■ **Data**:
□ □ □ □
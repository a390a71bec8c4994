//! Error handling for trackpack CLI

use std::path::PathBuf;
use thiserror::Error;
use trackpack_core::LayoutError;

/// Main error type for trackpack CLI operations
#[derive(Error, Debug)]
pub enum CliError {
    #[error("Configuration error: {message}")]
    Config { message: String },

    #[error("Input/Output error: {message}")]
    Io { message: String },

    #[error("File not found: {path}")]
    FileNotFound { path: PathBuf },

    #[error("Parsing error in {file}: {message}")]
    Parse { file: String, message: String },

    #[error("Invalid region '{region}': {message}")]
    Region { region: String, message: String },

    #[error("Layout error: {0}")]
    Layout(#[from] LayoutError),

    #[error("Validation error: {message}")]
    Validation { message: String },
}

impl CliError {
    pub fn config<S: Into<String>>(message: S) -> Self {
        Self::Config { message: message.into() }
    }

    pub fn io<S: Into<String>>(message: S) -> Self {
        Self::Io { message: message.into() }
    }

    pub fn file_not_found(path: PathBuf) -> Self {
        Self::FileNotFound { path }
    }

    pub fn parse<S: Into<String>, M: Into<String>>(file: S, message: M) -> Self {
        Self::Parse {
            file: file.into(),
            message: message.into(),
        }
    }

    pub fn region<S: Into<String>, M: Into<String>>(region: S, message: M) -> Self {
        Self::Region {
            region: region.into(),
            message: message.into(),
        }
    }

    pub fn validation<S: Into<String>>(message: S) -> Self {
        Self::Validation { message: message.into() }
    }
}

impl From<std::io::Error> for CliError {
    fn from(err: std::io::Error) -> Self {
        Self::io(err.to_string())
    }
}

impl From<toml::de::Error> for CliError {
    fn from(err: toml::de::Error) -> Self {
        Self::config(format!("TOML parsing error: {}", err))
    }
}

impl From<toml::ser::Error> for CliError {
    fn from(err: toml::ser::Error) -> Self {
        Self::config(format!("TOML serialization error: {}", err))
    }
}

/// Result type for CLI operations
pub type CliResult<T> = Result<T, CliError>;

/// Provide helpful error messages and suggestions
pub fn format_error_with_suggestions(error: &CliError) -> String {
    let mut message = error.to_string();

    match error {
        CliError::FileNotFound { path } => {
            message.push_str(&format!(
                "\n\nSuggestions:\n\
                 • Check that the file path is correct: {}\n\
                 • Track paths in trackpack.toml are relative to the working directory",
                path.display()
            ));
        }

        CliError::Region { .. } => {
            message.push_str(
                "\n\nSuggestions:\n\
                 • Use the form chrom:start-end, e.g. chr1:10,000-20,000\n\
                 • Positions are 1-based and inclusive; k and M suffixes are accepted",
            );
        }

        CliError::Config { .. } | CliError::Layout(_) => {
            message.push_str(
                "\n\nSuggestions:\n\
                 • Check your trackpack.toml configuration file\n\
                 • Use 'trackpack config --example' to generate a sample configuration\n\
                 • Row heights and cells_per_row must be at least 1",
            );
        }

        _ => {}
    }

    message
}

/// Print error with helpful suggestions and exit
pub fn print_error_and_exit(error: &CliError) -> ! {
    eprintln!("Error: {}", format_error_with_suggestions(error));
    std::process::exit(1);
}

#[cfg(test)]
mod tests {
    use super::*;

    #[test]
    fn test_error_creation() {
        let err = CliError::config("test message");
        assert!(matches!(err, CliError::Config { .. }));
        assert_eq!(err.to_string(), "Configuration error: test message");
    }

    #[test]
    fn test_error_suggestions() {
        let err = CliError::file_not_found(PathBuf::from("genes.bed"));
        let formatted = format_error_with_suggestions(&err);
        assert!(formatted.contains("Suggestions:"));
        assert!(formatted.contains("Check that the file path is correct"));
    }

    #[test]
    fn test_layout_error_conversion() {
        let err: CliError = LayoutError::ZeroCells.into();
        assert!(matches!(err, CliError::Layout(_)));
        assert!(format_error_with_suggestions(&err).contains("trackpack.toml"));
    }

    #[test]
    fn test_io_error_conversion() {
        let io_err = std::io::Error::new(std::io::ErrorKind::NotFound, "file not found");
        let cli_err: CliError = io_err.into();
        assert!(matches!(cli_err, CliError::Io { .. }));
    }
}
□ □ □ □
■ **Task item**: Line by line, reproduce the records above exactly.

■ **Expected answer**:
repository a390a71bec8c4994
//! Error handling for trackpack CLI

use std::path::PathBuf;
use thiserror::Error;
use trackpack_core::LayoutError;

/// Main error type for trackpack CLI operations
#[derive(Error, Debug)]
pub enum CliError {
    #[error("Configuration error: {message}")]
    Config { message: String },

    #[error("Input/Output error: {message}")]
    Io { message: String },

    #[error("File not found: {path}")]
    FileNotFound { path: PathBuf },

    #[error("Parsing error in {file}: {message}")]
    Parse { file: String, message: String },

    #[error("Invalid region '{region}': {message}")]
    Region { region: String, message: String },

    #[error("Layout error: {0}")]
    Layout(#[from] LayoutError),

    #[error("Validation error: {message}")]
    Validation { message: String },
}

impl CliError {
    pub fn config<S: Into<String>>(message: S) -> Self {
        Self::Config { message: message.into() }
    }

    pub fn io<S: Into<String>>(message: S) -> Self {
        Self::Io { message: message.into() }
    }

    pub fn file_not_found(path: PathBuf) -> Self {
        Self::FileNotFound { path }
    }

    pub fn parse<S: Into<String>, M: Into<String>>(file: S, message: M) -> Self {
        Self::Parse {
            file: file.into(),
            message: message.into(),
        }
    }

    pub fn region<S: Into<String>, M: Into<String>>(region: S, message: M) -> Self {
        Self::Region {
            region: region.into(),
            message: message.into(),
        }
    }

    pub fn validation<S: Into<String>>(message: S) -> Self {
        Self::Validation { message: message.into() }
    }
}

impl From<std::io::Error> for CliError {
    fn from(err: std::io::Error) -> Self {
        Self::io(err.to_string())
    }
}

impl From<toml::de::Error> for CliError {
    fn from(err: toml::de::Error) -> Self {
        Self::config(format!("TOML parsing error: {}", err))
    }
}

impl From<toml::ser::Error> for CliError {
    fn from(err: toml::ser::Error) -> Self {
        Self::config(format!("TOML serialization error: {}", err))
    }
}

/// Result type for CLI operations
pub type CliResult<T> = Result<T, CliError>;

/// Provide helpful error messages and suggestions
pub fn format_error_with_suggestions(error: &CliError) -> String {
    let mut message = error.to_string();

    match error {
        CliError::FileNotFound { path } => {
            message.push_str(&format!(
                "\n\nSuggestions:\n\
                 • Check that the file path is correct: {}\n\
                 • Track paths in trackpack.toml are relative to the working directory",
                path.display()
            ));
        }

        CliError::Region { .. } => {
            message.push_str(
                "\n\nSuggestions:\n\
                 • Use the form chrom:start-end, e.g. chr1:10,000-20,000\n\
                 • Positions are 1-based and inclusive; k and M suffixes are accepted",
            );
        }

        CliError::Config { .. } | CliError::Layout(_) => {
            message.push_str(
                "\n\nSuggestions:\n\
                 • Check your trackpack.toml configuration file\n\
                 • Use 'trackpack config --example' to generate a sample configuration\n\
                 • Row heights and cells_per_row must be at least 1",
            );
        }

        _ => {}
    }

    message
}

/// Print error with helpful suggestions and exit
pub fn print_error_and_exit(error: &CliError) -> ! {
    eprintln!("Error: {}", format_error_with_suggestions(error));
    std::process::exit(1);
}

#[cfg(test)]
mod tests {
    use super::*;

    #[test]
    fn test_error_creation() {
        let err = CliError::config("test message");
        assert!(matches!(err, CliError::Config { .. }));
        assert_eq!(err.to_string(), "Configuration error: test message");
    }

    #[test]
    fn test_error_suggestions() {
        let err = CliError::file_not_found(PathBuf::from("genes.bed"));
        let formatted = format_error_with_suggestions(&err);
        assert!(formatted.contains("Suggestions:"));
        assert!(formatted.contains("Check that the file path is correct"));
    }

    #[test]
    fn test_layout_error_conversion() {
        let err: CliError = LayoutError::ZeroCells.into();
        assert!(matches!(err, CliError::Layout(_)));
        assert!(format_error_with_suggestions(&err).contains("trackpack.toml"));
    }

    #[test]
    fn test_io_error_conversion() {
        let io_err = std::io::Error::new(std::io::ErrorKind::NotFound, "file not found");
        let cli_err: CliError = io_err.into();
        assert!(matches!(cli_err, CliError::Io { .. }));
    }
}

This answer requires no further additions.